Et cinquante ans après la première partie, j'ai enfin trouvé l'inspiration pour la suite. J'espère que ça vous plaira

Elle regarde Holden qui a toujours l’air gêné. Elle commence à comprendre la situation. Les humains ont besoin d’elle. La dernière représentante de son espèce. Sa considération envers elle lui semble plus claire.
Il semble cependant ne pas lui avoir tout dit et continue de la regarder avec un peu d’appréhension.
Elle attend qu’il parle mais avant qu’il ne le fasse, un médecin amène deux plateaux. Elle se lève pour prendre le sien. Sur celui d’Holden, il n’y a pas de pilule.
Ils mangent en silence, échangeant des regards fréquents. Chacun essaie de comprendre l’autre.
-Pourquoi tu prends des pilules ?
-Pour être en forme.
-Tu en es sûre ?
Pause.
-Peut-être que c’est pour s’assurer que tu sois capable de… la continuité de l’espèce. Et même pour t’empêcher de te souvenir.
-Tu crois ?
-Je ne sais pas, ce ne sont que des théories.
-Je veux comprendre quelque chose. Avant, nos deux espèces avaient des enfants ensemble.
-Oui.
-Ça veut dire qu’ils étaient faits pour être ensemble. Comment avez-vous pu changer au point d’être maintenant avec ceux de votre propre espèce ?
-Nous n’avons pas eu le choix. Notre survie était en jeu. Mais…
Hésitation.
-C’est pour ça qu’il y a eu autant de candidats pour avoir ma place. Les hommes préfèrent toujours être avec des femmes pour la plupart et ils rêvent de te rencontrer.
-Toi aussi ?
Rire gêné.
-Je dois l’avouer, oui. Ce n’était pas simplement pour aider mon espèce.

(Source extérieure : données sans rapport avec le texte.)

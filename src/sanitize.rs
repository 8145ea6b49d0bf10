use std::collections::HashSet;
use std::sync::LazyLock;

use ammonia::Builder;

// Implementations must be total and idempotent.
pub trait Sanitizer: Send + Sync {
    fn sanitize(&self, html: &str) -> String;
}

static ANSWER_POLICY: LazyLock<Builder<'static>> = LazyLock::new(|| {
    let mut builder = Builder::default();
    builder
        .add_generic_attributes(["class"])
        .add_tag_attributes("div", ["style"]);
    builder
});

static NO_TAGS_POLICY: LazyLock<Builder<'static>> = LazyLock::new(|| {
    let mut builder = Builder::default();
    builder.tags(HashSet::new());
    builder
});

#[derive(Debug, Clone, Copy, Default)]
pub struct HtmlSanitizer;

impl Sanitizer for HtmlSanitizer {
    fn sanitize(&self, html: &str) -> String {
        ANSWER_POLICY.clean(html).to_string()
    }
}

pub fn strip_tags(html: &str) -> String {
    NO_TAGS_POLICY.clean(html).to_string()
}
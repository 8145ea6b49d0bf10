use std::sync::Arc;

use anyhow::Result;
use tokio::sync::Semaphore;
use tracing_subscriber::EnvFilter;

use streamchat::chat::ChatService;
use streamchat::citations::CitationRenderer;
use streamchat::remote::RemoteChain;
use streamchat::{run_server, AppConfig};

#[tokio::main]
async fn main() -> Result<()> {
    init_tracing();

    let config = AppConfig::from_env();
    let remote = RemoteChain::new(&config)?;
    let generation_limit = Arc::new(Semaphore::new(1));

    let chat = ChatService::new(
        &config,
        remote,
        CitationRenderer::default(),
        generation_limit,
    );

    run_server(config, chat).await
}

fn init_tracing() {
    let filter = EnvFilter::try_from_default_env().unwrap_or_else(|_| EnvFilter::new("info"));
    tracing_subscriber::fmt().with_env_filter(filter).init();
}
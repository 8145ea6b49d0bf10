use std::collections::HashMap;

use serde::Serialize;
use serde_json::Value;

use crate::models::RawSource;
use crate::patch::{escape_token, StreamedDocument};
use crate::sanitize::strip_tags;

#[derive(Debug, Clone, Default, PartialEq, Eq, Serialize)]
pub struct SourceIndex {
    pub deduplicated: Vec<RawSource>,
    pub index_map: Vec<usize>,
}

impl SourceIndex {
    pub fn resolve(&self, raw_position: usize) -> Option<(usize, &RawSource)> {
        let index = *self.index_map.get(raw_position)?;
        self.deduplicated.get(index).map(|source| (index, source))
    }

    pub fn len(&self) -> usize {
        self.deduplicated.len()
    }

    pub fn is_empty(&self) -> bool {
        self.deduplicated.is_empty()
    }
}

pub fn resolve(raw: &[RawSource]) -> SourceIndex {
    let mut first_seen: HashMap<&str, usize> = HashMap::with_capacity(raw.len());
    let mut deduplicated = Vec::new();
    let mut index_map = Vec::with_capacity(raw.len());

    for (position, source) in raw.iter().enumerate() {
        match first_seen.get(source.url.as_str()) {
            Some(&first) => {
                let resolved = index_map[first];
                index_map.push(resolved);
            }
            None => {
                first_seen.insert(source.url.as_str(), position);
                deduplicated.push(source.clone());
                index_map.push(deduplicated.len() - 1);
            }
        }
    }

    SourceIndex {
        deduplicated,
        index_map,
    }
}

pub fn extract_raw_sources(document: &StreamedDocument, step_name: &str) -> Option<Vec<RawSource>> {
    let pointer = format!("/logs/{}/final_output/output", escape_token(step_name));
    let records = document.pointer(&pointer)?.as_array()?;
    Some(records.iter().map(raw_source_from_record).collect())
}

fn raw_source_from_record(record: &Value) -> RawSource {
    let metadata = record.get("metadata");
    let field = |meta_key: &str, top_key: &str| {
        metadata
            .and_then(|m| m.get(meta_key))
            .or_else(|| record.get(top_key))
            .and_then(Value::as_str)
            .unwrap_or_default()
    };

    RawSource {
        url: field("source", "url").to_string(),
        title: strip_tags(field("title", "title")),
    }
}

#[derive(Debug, Clone, Default, PartialEq, Eq, Serialize)]
pub struct HighlightState(Vec<bool>);

impl HighlightState {
    pub fn cleared(len: usize) -> Self {
        Self(vec![false; len])
    }

    pub fn select(&mut self, index: usize) {
        let len = self.0.len();
        self.0 = (0..len).map(|i| i == index).collect();
    }

    pub fn clear(&mut self) {
        *self = Self::cleared(self.0.len());
    }

    pub fn is_highlighted(&self, index: usize) -> bool {
        self.0.get(index).copied().unwrap_or(false)
    }

    pub fn highlighted(&self) -> Option<usize> {
        self.0.iter().position(|&on| on)
    }

    pub fn len(&self) -> usize {
        self.0.len()
    }

    pub fn is_empty(&self) -> bool {
        self.0.is_empty()
    }

    pub fn as_slice(&self) -> &[bool] {
        &self.0
    }
}

#[derive(Debug, Clone, Default, PartialEq, Eq, Serialize)]
pub struct ResolvedSources {
    raw: Vec<RawSource>,
    index: SourceIndex,
    highlight: HighlightState,
}

impl ResolvedSources {
    pub fn update(&mut self, raw: Vec<RawSource>) -> bool {
        if raw == self.raw {
            return false;
        }
        let index = resolve(&raw);
        self.highlight = HighlightState::cleared(index.len());
        self.index = index;
        self.raw = raw;
        true
    }

    pub fn index(&self) -> &SourceIndex {
        &self.index
    }

    pub fn deduplicated(&self) -> &[RawSource] {
        &self.index.deduplicated
    }

    pub fn highlight(&self) -> &HighlightState {
        &self.highlight
    }

    pub fn hover(&mut self, index: usize) {
        self.highlight.select(index);
    }

    pub fn unhover(&mut self) {
        self.highlight.clear();
    }
}
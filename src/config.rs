use std::env;
use std::time::Duration;

pub const SOURCE_STEP_NAME: &str = "FindDocs";

#[derive(Clone, Debug)]
pub struct AppConfig {
    pub bind_addr: String,
    pub api_base_url: String,
    pub source_step_name: String,
    pub request_timeout_secs: u64,
}

impl AppConfig {
    pub fn from_env() -> Self {
        Self {
            bind_addr: env::var("STREAMCHAT_BIND")
                .unwrap_or_else(|_| "127.0.0.1:3000".to_string()),
            api_base_url: env::var("CHAT_API_BASE_URL")
                .map(|url| url.trim_end_matches('/').to_string())
                .unwrap_or_else(|_| "http://127.0.0.1:8080".to_string()),
            source_step_name: SOURCE_STEP_NAME.to_string(),
            request_timeout_secs: env::var("CHAT_REQUEST_TIMEOUT_SECS")
                .ok()
                .and_then(|v| v.parse().ok())
                .unwrap_or(60),
        }
    }

    pub fn request_timeout(&self) -> Duration {
        Duration::from_secs(self.request_timeout_secs)
    }

    pub fn stream_log_url(&self) -> String {
        format!("{}/chat/stream_log", self.api_base_url)
    }
}

impl Default for AppConfig {
    fn default() -> Self {
        Self {
            bind_addr: "127.0.0.1:3000".to_string(),
            api_base_url: "http://127.0.0.1:8080".to_string(),
            source_step_name: SOURCE_STEP_NAME.to_string(),
            request_timeout_secs: 60,
        }
    }
}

-Et comment sommes-nous censés… ?
-Nous reproduire ?
-Oui.
Regard fuyant. Rire gêné.
Pause.
-C’est… Je dois avouer que je ne sais pas trop. Enfin, je connais la théorie, mais je n’ai jamais…
Pause.
-Viens, on va regarder la télé. Peut-être que je trouverai quelque chose qui m’aidera à t’expliquer.
Elle se lève, marche en silence jusqu’à la porte. Un médecin est posté derrière. Même s’il évite son regard, elle sait qu’il les a écoutés. Sans savoir pouvoir, cela la gêne. Elle accélère le pas, Holden la suivant de près.
Un plus grand fauteuil a remplacé l’ancien, leur permettant de s’asseoir tous les deux. Cependant, il n’y a pas assez de place pour qu’ils ne se touchent pas et elle se colle à l’accoudoir, mal à l’aise. Le contact d’Holden lui donne d’étranges sensations dans le ventre, quelque chose qu’elle ne connait pas et qui lui fait peur.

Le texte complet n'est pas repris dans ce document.